Endgames Case Report

Life threatening lactic acidosis

BMJ 2010; 340 doi: http://dx.doi.org/10.1136/bmj.c857 (Published 25 March 2010) Cite this as: BMJ 2010;340:c857
  1. M Lemyze, specialist registrar in critical care medicine1,
  2. J F Baudry, specialist registrar in critical care medicine2,
  3. F Collet, specialist registrar in critical care medicine2,
  4. N Guinard, specialist registrar in critical care medicine2
  1. 1Department of Critical Care Medicine, Schaffner Hospital, 62300 Lens, France
  2. 2Department of Critical Care Medicine, Broussais Hospital, 35400 Saint Malo, France
  1. Correspondence to: M Lemyze malcolmlemyze{at}yahoo.fr

    An 83 year old woman with diabetes presented to the emergency department with progressive shortness of breath and a two week history of diarrhoea. Her drugs included aspirin, 75 mg four times a day; a combination of irbesartan with hydrochlorothiazide, 300/25 mg four times a day; and metformin, 1000 mg three times a day. She had no previously known renal insufficiency, but on arrival she was oliguric, disoriented, and confused.

    Her respiratory rate was 32 breaths/min, blood pressure was 76/46 mm Hg, heart rate was 125 beats/min, and rectal temperature reached 36.8°C. She had cool and clammy extremities and a persistent skinfold—additional evidence of severe dehydration. Arterial blood gases showed a profound lactic acidosis, with pH 6.72, partial pressure of carbon dioxide (PCO2) 14 mm Hg, partial pressure of oxygen (PO2) 106 mm Hg, bicarbonate 12 mmol/l, and a high lactate concentration of 17.4 mmol/l. Laboratory results showed a normal blood glucose concentration of 9 mmol/l, a serum urea of 22 mmol/l, a serum creatinine of 779 μmol/l, an increased serum potassium concentration of 6.8 mmol/l, and a decreased prothrombin activity of 43% (prothrombin time of 21 seconds). Chest and abdominal examination, chest radiography, urine dipstick, plasma C reactive protein (<5 mg/l), and procalcitonin (<0.5 μg/l) concentrations showed no evidence of an infection.

    Questions

    • 1 What are the differential diagnoses in severe lactic acidosis?
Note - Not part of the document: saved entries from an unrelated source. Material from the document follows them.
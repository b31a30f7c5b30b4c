use async_trait::async_trait;
use chrono::{DateTime, Utc};
use parking_lot::Mutex;
use serde::Serialize;
use serde_json::Value;
use std::collections::VecDeque;
use std::ops::{Deref, DerefMut};
use std::sync::atomic::{AtomicBool, AtomicU64, AtomicUsize, Ordering};
use std::sync::Arc;
use std::time::Duration;
use tokio::sync::{OwnedSemaphorePermit, Semaphore};
use tokio::time::Instant;
use tracing::{debug, info, warn};
use warden_core::{Error, ResourceLimits, Result};

/// Conexão de banco usada pelo pool
#[async_trait]
pub trait DatabaseConnection: Send + 'static {
    type Row: Send;
    type Error: std::error::Error + Send + Sync + 'static;

    /// Executa uma consulta e retorna as linhas
    async fn query(&mut self, sql: &str, params: &[Value]) -> std::result::Result<Vec<Self::Row>, Self::Error>;

    /// Executa um comando e retorna o número de linhas afetadas
    async fn execute(&mut self, sql: &str, params: &[Value]) -> std::result::Result<u64, Self::Error>;

    /// Fecha a conexão
    async fn close(&mut self) {}
}

/// Fábrica de conexões do pool
#[async_trait]
pub trait ConnectionManager: Send + Sync + 'static {
    type Connection: DatabaseConnection;

    /// Abre uma nova conexão
    async fn connect(
        &self,
    ) -> std::result::Result<Self::Connection, <Self::Connection as DatabaseConnection>::Error>;

    /// Verifica uma conexão ociosa antes de reutilizá-la
    async fn is_valid(&self, _conn: &mut Self::Connection) -> bool {
        true
    }
}

/// Limites do pool
#[derive(Debug, Clone)]
pub struct PoolConfig {
    pub min_size: usize,
    pub max_size: usize,
    pub connection_timeout: Duration,
    pub max_inactive_lifetime: Duration,
}

impl PoolConfig {
    pub fn from_limits(limits: &ResourceLimits) -> Self {
        Self {
            min_size: limits.min_db_connections,
            max_size: limits.max_db_connections,
            connection_timeout: limits.connection_timeout,
            max_inactive_lifetime: limits.max_inactive_connection_lifetime,
        }
    }
}

/// Métricas de uso de uma conexão
#[derive(Debug, Clone, Serialize)]
pub struct ConnectionStats {
    pub id: u64,
    pub created_at: DateTime<Utc>,
    pub last_used: Option<DateTime<Utc>>,
    pub queries: u64,
    pub errors: u64,
    pub total_query_ms: f64,
}

impl ConnectionStats {
    fn new(id: u64) -> Self {
        Self {
            id,
            created_at: Utc::now(),
            last_used: None,
            queries: 0,
            errors: 0,
            total_query_ms: 0.0,
        }
    }

    fn record(&mut self, elapsed: Duration, ok: bool) {
        self.queries += 1;
        if !ok {
            self.errors += 1;
        }
        self.total_query_ms += elapsed.as_secs_f64() * 1000.0;
        self.last_used = Some(Utc::now());
    }

    pub fn avg_query_ms(&self) -> f64 {
        if self.queries == 0 {
            0.0
        } else {
            self.total_query_ms / self.queries as f64
        }
    }
}

/// Estatísticas do pool
#[derive(Debug, Clone, Serialize)]
pub struct PoolStats {
    pub size: usize,
    pub idle: usize,
    pub active: usize,
    pub min_size: usize,
    pub max_size: usize,
    pub acquisitions: u64,
    pub timeouts: u64,
    pub created: u64,
    pub recycled: u64,
    pub closed: bool,
}

struct IdleConnection<C> {
    conn: C,
    stats: ConnectionStats,
    idle_since: Instant,
}

struct PoolShared<M: ConnectionManager> {
    manager: M,
    config: PoolConfig,
    idle: Mutex<VecDeque<IdleConnection<M::Connection>>>,
    slots: Arc<Semaphore>,
    size: AtomicUsize,
    closed: AtomicBool,
    next_id: AtomicU64,
    acquisitions: AtomicU64,
    timeouts: AtomicU64,
    created: AtomicU64,
    recycled: AtomicU64,
}

impl<M: ConnectionManager> PoolShared<M> {
    async fn open(&self) -> Result<(M::Connection, ConnectionStats)> {
        let conn = self
            .manager
            .connect()
            .await
            .map_err(|e| Error::Connection(e.to_string()))?;
        let id = self.next_id.fetch_add(1, Ordering::SeqCst);
        self.size.fetch_add(1, Ordering::SeqCst);
        self.created.fetch_add(1, Ordering::SeqCst);
        debug!(connection_id = id, "nova conexão aberta");
        Ok((conn, ConnectionStats::new(id)))
    }

    async fn discard(&self, mut conn: M::Connection, stats: &ConnectionStats) {
        conn.close().await;
        self.size.fetch_sub(1, Ordering::SeqCst);
        debug!(connection_id = stats.id, queries = stats.queries, "conexão descartada");
    }
}

/// Pool de conexões de banco com métricas por conexão.
///
/// As conexões são criadas sob demanda até `max_size`. Conexões ociosas além de
/// `max_inactive_lifetime` são recicladas na próxima retirada.
pub struct ConnectionPool<M: ConnectionManager> {
    shared: Arc<PoolShared<M>>,
    initialized: tokio::sync::Mutex<bool>,
}

impl<M: ConnectionManager> ConnectionPool<M> {
    pub fn new(manager: M, config: PoolConfig) -> Self {
        let max_size = config.max_size.max(1);
        Self {
            shared: Arc::new(PoolShared {
                manager,
                slots: Arc::new(Semaphore::new(max_size)),
                config: PoolConfig { max_size, ..config },
                idle: Mutex::new(VecDeque::new()),
                size: AtomicUsize::new(0),
                closed: AtomicBool::new(false),
                next_id: AtomicU64::new(1),
                acquisitions: AtomicU64::new(0),
                timeouts: AtomicU64::new(0),
                created: AtomicU64::new(0),
                recycled: AtomicU64::new(0),
            }),
            initialized: tokio::sync::Mutex::new(false),
        }
    }

    pub fn config(&self) -> &PoolConfig {
        &self.shared.config
    }

    /// Abre as `min_size` conexões iniciais; chamadas seguintes não fazem nada
    pub async fn initialize(&self) -> Result<()> {
        let mut initialized = self.initialized.lock().await;
        if *initialized {
            return Ok(());
        }
        if self.is_closed() {
            return Err(Error::PoolClosed);
        }

        // cada conexão entra na fila assim que abre: um timeout no meio não perde nada
        let min_size = self.shared.config.min_size.min(self.shared.config.max_size);
        while self.shared.size.load(Ordering::SeqCst) < min_size {
            let (conn, stats) = self.shared.open().await?;
            self.shared.idle.lock().push_back(IdleConnection {
                conn,
                stats,
                idle_since: Instant::now(),
            });
        }
        *initialized = true;

        info!(
            min_size,
            max_size = self.shared.config.max_size,
            "pool de conexões inicializado"
        );
        Ok(())
    }

    /// Retira uma conexão do pool.
    ///
    /// A conexão volta ao pool quando o guard sai de escopo, inclusive em caso
    /// de erro do chamador. Falha com [`Error::PoolTimeout`] se a retirada
    /// inteira (inicialização, espera por vaga e abertura da conexão) passar
    /// do timeout e com [`Error::PoolClosed`] após `close()`.
    pub async fn get_connection(&self) -> Result<PooledConnection<M>> {
        if self.is_closed() {
            return Err(Error::PoolClosed);
        }

        let timeout = self.shared.config.connection_timeout;
        match tokio::time::timeout(timeout, self.acquire()).await {
            Ok(result) => result,
            Err(_) => {
                self.shared.timeouts.fetch_add(1, Ordering::SeqCst);
                warn!(timeout_ms = timeout.as_millis() as u64, "timeout ao obter conexão do pool");
                Err(Error::PoolTimeout(timeout))
            }
        }
    }

    async fn acquire(&self) -> Result<PooledConnection<M>> {
        self.initialize().await?;

        let permit = self
            .shared
            .slots
            .clone()
            .acquire_owned()
            .await
            .map_err(|_| Error::PoolClosed)?;

        let (conn, stats) = loop {
            let candidate = self.shared.idle.lock().pop_front();
            match candidate {
                Some(idle) if idle.idle_since.elapsed() > self.shared.config.max_inactive_lifetime => {
                    self.shared.recycled.fetch_add(1, Ordering::SeqCst);
                    self.shared.discard(idle.conn, &idle.stats).await;
                }
                Some(mut idle) => {
                    if self.shared.manager.is_valid(&mut idle.conn).await {
                        break (idle.conn, idle.stats);
                    }
                    self.shared.recycled.fetch_add(1, Ordering::SeqCst);
                    self.shared.discard(idle.conn, &idle.stats).await;
                }
                None => break self.shared.open().await?,
            }
        };

        self.shared.acquisitions.fetch_add(1, Ordering::SeqCst);
        Ok(PooledConnection {
            conn: Some(conn),
            stats,
            shared: self.shared.clone(),
            _permit: permit,
        })
    }

    /// Fecha todas as conexões ociosas e rejeita novas retiradas.
    ///
    /// Conexões em uso são fechadas quando devolvidas.
    pub async fn close(&self) {
        if self.shared.closed.swap(true, Ordering::SeqCst) {
            return;
        }
        self.shared.slots.close();

        let drained: Vec<_> = self.shared.idle.lock().drain(..).collect();
        let count = drained.len();
        for idle in drained {
            self.shared.discard(idle.conn, &idle.stats).await;
        }
        info!(closed = count, "pool de conexões encerrado");
    }

    pub fn is_closed(&self) -> bool {
        self.shared.closed.load(Ordering::SeqCst)
    }

    pub fn get_stats(&self) -> PoolStats {
        let size = self.shared.size.load(Ordering::SeqCst);
        let idle = self.shared.idle.lock().len();
        PoolStats {
            size,
            idle,
            active: size.saturating_sub(idle),
            min_size: self.shared.config.min_size,
            max_size: self.shared.config.max_size,
            acquisitions: self.shared.acquisitions.load(Ordering::SeqCst),
            timeouts: self.shared.timeouts.load(Ordering::SeqCst),
            created: self.shared.created.load(Ordering::SeqCst),
            recycled: self.shared.recycled.load(Ordering::SeqCst),
            closed: self.is_closed(),
        }
    }
}

/// Conexão retirada do pool, com consultas cronometradas e contadas
pub struct PooledConnection<M: ConnectionManager> {
    conn: Option<M::Connection>,
    stats: ConnectionStats,
    shared: Arc<PoolShared<M>>,
    _permit: OwnedSemaphorePermit,
}

impl<M: ConnectionManager> PooledConnection<M> {
    pub fn stats(&self) -> &ConnectionStats {
        &self.stats
    }

    /// Executa uma consulta; erros da conexão voltam sem alteração
    pub async fn query(
        &mut self,
        sql: &str,
        params: &[Value],
    ) -> std::result::Result<Vec<<M::Connection as DatabaseConnection>::Row>, <M::Connection as DatabaseConnection>::Error>
    {
        let started = Instant::now();
        let result = self.connection().query(sql, params).await;
        self.track("query", sql, started.elapsed(), result.as_ref().err());
        result
    }

    /// Primeira linha da consulta, se houver
    pub async fn query_one(
        &mut self,
        sql: &str,
        params: &[Value],
    ) -> std::result::Result<Option<<M::Connection as DatabaseConnection>::Row>, <M::Connection as DatabaseConnection>::Error>
    {
        Ok(self.query(sql, params).await?.into_iter().next())
    }

    /// Executa um comando; erros da conexão voltam sem alteração
    pub async fn execute(
        &mut self,
        sql: &str,
        params: &[Value],
    ) -> std::result::Result<u64, <M::Connection as DatabaseConnection>::Error> {
        let started = Instant::now();
        let result = self.connection().execute(sql, params).await;
        self.track("execute", sql, started.elapsed(), result.as_ref().err());
        result
    }

    fn connection(&mut self) -> &mut M::Connection {
        match self.conn.as_mut() {
            Some(conn) => conn,
            None => unreachable!("conexão já devolvida ao pool"),
        }
    }

    fn track<E: std::fmt::Display>(&mut self, op: &str, sql: &str, elapsed: Duration, error: Option<&E>) {
        self.stats.record(elapsed, error.is_none());
        let elapsed_ms = elapsed.as_secs_f64() * 1000.0;
        match error {
            Some(e) => warn!(
                connection_id = self.stats.id,
                op,
                sql,
                elapsed_ms,
                error = %e,
                "operação no banco falhou"
            ),
            None => debug!(connection_id = self.stats.id, op, elapsed_ms, "operação no banco concluída"),
        }
    }
}

impl<M: ConnectionManager> std::fmt::Debug for PooledConnection<M> {
    fn fmt(&self, f: &mut std::fmt::Formatter<'_>) -> std::fmt::Result {
        f.debug_struct("PooledConnection").field("stats", &self.stats).finish()
    }
}

impl<M: ConnectionManager> Deref for PooledConnection<M> {
    type Target = M::Connection;

    fn deref(&self) -> &Self::Target {
        match self.conn.as_ref() {
            Some(conn) => conn,
            None => unreachable!("conexão já devolvida ao pool"),
        }
    }
}

impl<M: ConnectionManager> DerefMut for PooledConnection<M> {
    fn deref_mut(&mut self) -> &mut Self::Target {
        self.connection()
    }
}

impl<M: ConnectionManager> Drop for PooledConnection<M> {
    fn drop(&mut self) {
        let Some(conn) = self.conn.take() else {
            return;
        };
        let stats = self.stats.clone();

        {
            // close() marca o pool antes de drenar sob este mesmo lock
            let mut idle = self.shared.idle.lock();
            if !self.shared.closed.load(Ordering::SeqCst) {
                idle.push_back(IdleConnection {
                    conn,
                    stats,
                    idle_since: Instant::now(),
                });
                return;
            }
        }

        let shared = self.shared.clone();
        match tokio::runtime::Handle::try_current() {
            Ok(handle) => {
                handle.spawn(async move { shared.discard(conn, &stats).await });
            }
            Err(_) => {
                drop(conn);
                shared.size.fetch_sub(1, Ordering::SeqCst);
            }
        }
    }
}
    • 2 What is the most likely diagnosis?

    • 3 What is the prognosis of this acute critical illness?

    • 4 How should this patient be managed?

    Answers

    1 What are the differential diagnoses in severe lactic acidosis?

    Short answer

    In the differential diagnosis of severe lactic acidosis, poor tissue perfusion and oxygenation are the main considerations, and these occur in septic shock, acute heart failure, unrecognised bowel ischaemia, and acute liver failure. Some drugs can also cause life threatening lactic acidosis, especially metformin and nucleoside reverse transcriptase inhibitors.